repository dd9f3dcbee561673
use crate::icon::glyph;
use dioxus::prelude::*;
use voira_core::content::FAQ;
use voira_core::{DisclosureSet, Icon, Section};

/// FAQ accordion. Each entry opens and closes on its own.
#[component]
pub fn Faq() -> Element {
    let mut panels = use_signal(|| DisclosureSet::closed(FAQ.len()));

    rsx! {
        section {
            id: Section::Faq.anchor(),
            class: "section",
            div {
                class: "container narrow",
                h2 { class: "section-title", "Frequently Asked Questions" }
                for (index, entry) in FAQ.iter().enumerate() {
                    FaqItem {
                        key: "{index}",
                        question: entry.question,
                        answer: entry.answer,
                        is_open: panels.read().is_open(index),
                        on_toggle: move |_| {
                            panels.write().toggle(index);
                        },
                    }
                }
            }
        }
    }
}

#[component]
pub fn FaqItem(
    question: &'static str,
    answer: &'static str,
    is_open: bool,
    on_toggle: EventHandler<()>,
) -> Element {
    let chevron_class = if is_open { "chevron open" } else { "chevron" };

    rsx! {
        div {
            class: "faq-item",
            button {
                class: "faq-question",
                aria_expanded: is_open,
                onclick: move |_| on_toggle.call(()),
                span { "{question}" }
                span { class: chevron_class, {glyph(Icon::ChevronDown)} }
            }
            if is_open {
                div { class: "faq-answer", "{answer}" }
            }
        }
    }
}
//! Simulated playback for the demo call widget

use tracing::debug;

/// Playing flag plus elapsed seconds
#[derive(Debug, Clone, Copy, Default, PartialEq, Eq)]
pub struct PlaybackState {
    pub is_playing: bool,
    pub elapsed_secs: u32,
}

/// What a timer tick did to the playback
#[derive(Debug, Clone, Copy, PartialEq, Eq)]
pub enum Tick {
    /// Still playing, now at the contained second
    Advanced(u32),
    /// Reached the end; stopped and rewound to zero
    Completed,
    /// Tick arrived while stopped
    Ignored,
}

/// Playback state machine: `Stopped(e)` / `Playing(e)` over a fixed duration
#[derive(Debug, Clone, PartialEq, Eq)]
pub struct Playback {
    state: PlaybackState,
    duration_secs: u32,
}

impl Playback {
    pub fn new(duration_secs: u32) -> Self {
        Self {
            state: PlaybackState::default(),
            duration_secs,
        }
    }

    pub fn state(&self) -> PlaybackState {
        self.state
    }

    pub fn is_playing(&self) -> bool {
        self.state.is_playing
    }

    pub fn elapsed_secs(&self) -> u32 {
        self.state.elapsed_secs
    }

    pub fn duration_secs(&self) -> u32 {
        self.duration_secs
    }

    /// Play from the current position, or pause keeping it.
    /// Returns whether the player is now playing.
    pub fn toggle_play(&mut self) -> bool {
        self.state.is_playing = !self.state.is_playing;
        debug!(
            playing = self.state.is_playing,
            elapsed = self.state.elapsed_secs,
            "playback toggled"
        );
        self.state.is_playing
    }

    /// Advance by one second. Hitting the duration stops and rewinds.
    pub fn tick(&mut self) -> Tick {
        if !self.state.is_playing {
            return Tick::Ignored;
        }
        let next = self.state.elapsed_secs.saturating_add(1);
        if next < self.duration_secs {
            self.state.elapsed_secs = next;
            Tick::Advanced(next)
        } else {
            self.state = PlaybackState::default();
            debug!(duration = self.duration_secs, "playback completed");
            Tick::Completed
        }
    }

    /// Fill fraction of the progress bar
    pub fn progress(&self) -> f64 {
        progress_fraction(self.state.elapsed_secs, self.duration_secs)
    }

    /// `"elapsed / duration"`, e.g. `"1:05 / 3:00"`
    pub fn time_label(&self) -> String {
        format!(
            "{} / {}",
            format_time(self.state.elapsed_secs),
            format_time(self.duration_secs)
        )
    }
}

/// `m:ss`
pub fn format_time(secs: u32) -> String {
    format!("{}:{:02}", secs / 60, secs % 60)
}

/// `elapsed / duration` clamped to `[0, 1]`; an empty duration reads as zero
pub fn progress_fraction(elapsed_secs: u32, duration_secs: u32) -> f64 {
    if duration_secs == 0 {
        return 0.0;
    }
    (f64::from(elapsed_secs) / f64::from(duration_secs)).clamp(0.0, 1.0)
}

#[cfg(test)]
mod tests {
    use super::*;

    use pretty_assertions::assert_eq;
    use rstest::rstest;

    #[rstest]
    #[case(0, "0:00")]
    #[case(5, "0:05")]
    #[case(65, "1:05")]
    #[case(180, "3:00")]
    #[case(3599, "59:59")]
    #[case(3600, "60:00")]
    fn test_format_time(#[case] secs: u32, #[case] expected: &str) {
        assert_eq!(format_time(secs), expected);
    }

    #[rstest]
    #[case(0, 180, 0.0)]
    #[case(90, 180, 0.5)]
    #[case(180, 180, 1.0)]
    #[case(400, 180, 1.0)]
    #[case(10, 0, 0.0)]
    fn test_progress_fraction(#[case] elapsed: u32, #[case] duration: u32, #[case] expected: f64) {
        assert_eq!(progress_fraction(elapsed, duration), expected);
    }

    #[test]
    fn test_initial_state() {
        let playback = Playback::new(180);
        assert_eq!(playback.state(), PlaybackState::default());
        assert_eq!(playback.time_label(), "0:00 / 3:00");
    }

    #[test]
    fn test_tick_while_stopped_is_ignored() {
        let mut playback = Playback::new(180);
        assert_eq!(playback.tick(), Tick::Ignored);
        assert_eq!(playback.elapsed_secs(), 0);
    }

    #[test]
    fn test_pause_preserves_elapsed() {
        let mut playback = Playback::new(180);
        playback.toggle_play();
        for _ in 0..45 {
            playback.tick();
        }
        assert_eq!(
            playback.state(),
            PlaybackState {
                is_playing: true,
                elapsed_secs: 45
            }
        );

        assert!(!playback.toggle_play());
        assert_eq!(playback.elapsed_secs(), 45);
        assert_eq!(playback.tick(), Tick::Ignored);

        assert!(playback.toggle_play());
        assert_eq!(playback.tick(), Tick::Advanced(46));
    }

    #[test]
    fn test_completion_rewinds() {
        let mut playback = Playback::new(3);
        playback.toggle_play();

        assert_eq!(playback.tick(), Tick::Advanced(1));
        assert_eq!(playback.tick(), Tick::Advanced(2));
        assert_eq!(playback.tick(), Tick::Completed);
        assert_eq!(playback.state(), PlaybackState::default());
    }

    #[test]
    fn test_time_label_mid_playback() {
        let mut playback = Playback::new(180);
        playback.toggle_play();
        for _ in 0..65 {
            playback.tick();
        }
        assert_eq!(playback.time_label(), "1:05 / 3:00");
    }
}
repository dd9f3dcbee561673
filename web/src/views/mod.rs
mod home;
pub use home::Home;
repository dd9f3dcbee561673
use crate::navbar::Brand;
use dioxus::prelude::*;
use voira_core::content::{COPYRIGHT, MAKER_NAME, MAKER_URL};

#[component]
pub fn Footer() -> Element {
    rsx! {
        footer {
            id: "footer",
            div {
                class: "container centered",
                Brand { light: true }
                div {
                    class: "footer-text",
                    p { "{COPYRIGHT}" }
                    p {
                        class: "small",
                        "A product by "
                        a {
                            href: MAKER_URL,
                            target: "_blank",
                            rel: "noopener noreferrer",
                            "{MAKER_NAME}"
                        }
                    }
                }
            }
        }
    }
}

> **INSTRUCTIONS TO FOLLOW**:
Each line above is to be repeated exactly.

> **RESPONSE BELOW**:
repository dd9f3dcbee561673
use crate::icon::glyph;
use dioxus::prelude::*;
use voira_core::content::FAQ;
use voira_core::{DisclosureSet, Icon, Section};

/// FAQ accordion. Each entry opens and closes on its own.
#[component]
pub fn Faq() -> Element {
    let mut panels = use_signal(|| DisclosureSet::closed(FAQ.len()));

    rsx! {
        section {
            id: Section::Faq.anchor(),
            class: "section",
            div {
                class: "container narrow",
                h2 { class: "section-title", "Frequently Asked Questions" }
                for (index, entry) in FAQ.iter().enumerate() {
                    FaqItem {
                        key: "{index}",
                        question: entry.question,
                        answer: entry.answer,
                        is_open: panels.read().is_open(index),
                        on_toggle: move |_| {
                            panels.write().toggle(index);
                        },
                    }
                }
            }
        }
    }
}

#[component]
pub fn FaqItem(
    question: &'static str,
    answer: &'static str,
    is_open: bool,
    on_toggle: EventHandler<()>,
) -> Element {
    let chevron_class = if is_open { "chevron open" } else { "chevron" };

    rsx! {
        div {
            class: "faq-item",
            button {
                class: "faq-question",
                aria_expanded: is_open,
                onclick: move |_| on_toggle.call(()),
                span { "{question}" }
                span { class: chevron_class, {glyph(Icon::ChevronDown)} }
            }
            if is_open {
                div { class: "faq-answer", "{answer}" }
            }
        }
    }
}
//! Simulated playback for the demo call widget

use tracing::debug;

/// Playing flag plus elapsed seconds
#[derive(Debug, Clone, Copy, Default, PartialEq, Eq)]
pub struct PlaybackState {
    pub is_playing: bool,
    pub elapsed_secs: u32,
}

/// What a timer tick did to the playback
#[derive(Debug, Clone, Copy, PartialEq, Eq)]
pub enum Tick {
    /// Still playing, now at the contained second
    Advanced(u32),
    /// Reached the end; stopped and rewound to zero
    Completed,
    /// Tick arrived while stopped
    Ignored,
}

/// Playback state machine: `Stopped(e)` / `Playing(e)` over a fixed duration
#[derive(Debug, Clone, PartialEq, Eq)]
pub struct Playback {
    state: PlaybackState,
    duration_secs: u32,
}

impl Playback {
    pub fn new(duration_secs: u32) -> Self {
        Self {
            state: PlaybackState::default(),
            duration_secs,
        }
    }

    pub fn state(&self) -> PlaybackState {
        self.state
    }

    pub fn is_playing(&self) -> bool {
        self.state.is_playing
    }

    pub fn elapsed_secs(&self) -> u32 {
        self.state.elapsed_secs
    }

    pub fn duration_secs(&self) -> u32 {
        self.duration_secs
    }

    /// Play from the current position, or pause keeping it.
    /// Returns whether the player is now playing.
    pub fn toggle_play(&mut self) -> bool {
        self.state.is_playing = !self.state.is_playing;
        debug!(
            playing = self.state.is_playing,
            elapsed = self.state.elapsed_secs,
            "playback toggled"
        );
        self.state.is_playing
    }

    /// Advance by one second. Hitting the duration stops and rewinds.
    pub fn tick(&mut self) -> Tick {
        if !self.state.is_playing {
            return Tick::Ignored;
        }
        let next = self.state.elapsed_secs.saturating_add(1);
        if next < self.duration_secs {
            self.state.elapsed_secs = next;
            Tick::Advanced(next)
        } else {
            self.state = PlaybackState::default();
            debug!(duration = self.duration_secs, "playback completed");
            Tick::Completed
        }
    }

    /// Fill fraction of the progress bar
    pub fn progress(&self) -> f64 {
        progress_fraction(self.state.elapsed_secs, self.duration_secs)
    }

    /// `"elapsed / duration"`, e.g. `"1:05 / 3:00"`
    pub fn time_label(&self) -> String {
        format!(
            "{} / {}",
            format_time(self.state.elapsed_secs),
            format_time(self.duration_secs)
        )
    }
}

/// `m:ss`
pub fn format_time(secs: u32) -> String {
    format!("{}:{:02}", secs / 60, secs % 60)
}

/// `elapsed / duration` clamped to `[0, 1]`; an empty duration reads as zero
pub fn progress_fraction(elapsed_secs: u32, duration_secs: u32) -> f64 {
    if duration_secs == 0 {
        return 0.0;
    }
    (f64::from(elapsed_secs) / f64::from(duration_secs)).clamp(0.0, 1.0)
}

#[cfg(test)]
mod tests {
    use super::*;

    use pretty_assertions::assert_eq;
    use rstest::rstest;

    #[rstest]
    #[case(0, "0:00")]
    #[case(5, "0:05")]
    #[case(65, "1:05")]
    #[case(180, "3:00")]
    #[case(3599, "59:59")]
    #[case(3600, "60:00")]
    fn test_format_time(#[case] secs: u32, #[case] expected: &str) {
        assert_eq!(format_time(secs), expected);
    }

    #[rstest]
    #[case(0, 180, 0.0)]
    #[case(90, 180, 0.5)]
    #[case(180, 180, 1.0)]
    #[case(400, 180, 1.0)]
    #[case(10, 0, 0.0)]
    fn test_progress_fraction(#[case] elapsed: u32, #[case] duration: u32, #[case] expected: f64) {
        assert_eq!(progress_fraction(elapsed, duration), expected);
    }

    #[test]
    fn test_initial_state() {
        let playback = Playback::new(180);
        assert_eq!(playback.state(), PlaybackState::default());
        assert_eq!(playback.time_label(), "0:00 / 3:00");
    }

    #[test]
    fn test_tick_while_stopped_is_ignored() {
        let mut playback = Playback::new(180);
        assert_eq!(playback.tick(), Tick::Ignored);
        assert_eq!(playback.elapsed_secs(), 0);
    }

    #[test]
    fn test_pause_preserves_elapsed() {
        let mut playback = Playback::new(180);
        playback.toggle_play();
        for _ in 0..45 {
            playback.tick();
        }
        assert_eq!(
            playback.state(),
            PlaybackState {
                is_playing: true,
                elapsed_secs: 45
            }
        );

        assert!(!playback.toggle_play());
        assert_eq!(playback.elapsed_secs(), 45);
        assert_eq!(playback.tick(), Tick::Ignored);

        assert!(playback.toggle_play());
        assert_eq!(playback.tick(), Tick::Advanced(46));
    }

    #[test]
    fn test_completion_rewinds() {
        let mut playback = Playback::new(3);
        playback.toggle_play();

        assert_eq!(playback.tick(), Tick::Advanced(1));
        assert_eq!(playback.tick(), Tick::Advanced(2));
        assert_eq!(playback.tick(), Tick::Completed);
        assert_eq!(playback.state(), PlaybackState::default());
    }

    #[test]
    fn test_time_label_mid_playback() {
        let mut playback = Playback::new(180);
        playback.toggle_play();
        for _ in 0..65 {
            playback.tick();
        }
        assert_eq!(playback.time_label(), "1:05 / 3:00");
    }
}
repository dd9f3dcbee561673
filename web/src/views/mod.rs
mod home;
pub use home::Home;
repository dd9f3dcbee561673
use crate::navbar::Brand;
use dioxus::prelude::*;
use voira_core::content::{COPYRIGHT, MAKER_NAME, MAKER_URL};

#[component]
pub fn Footer() -> Element {
    rsx! {
        footer {
            id: "footer",
            div {
                class: "container centered",
                Brand { light: true }
                div {
                    class: "footer-text",
                    p { "{COPYRIGHT}" }
                    p {
                        class: "small",
                        "A product by "
                        a {
                            href: MAKER_URL,
                            target: "_blank",
                            rel: "noopener noreferrer",
                            "{MAKER_NAME}"
                        }
                    }
                }
            }
        }
    }
}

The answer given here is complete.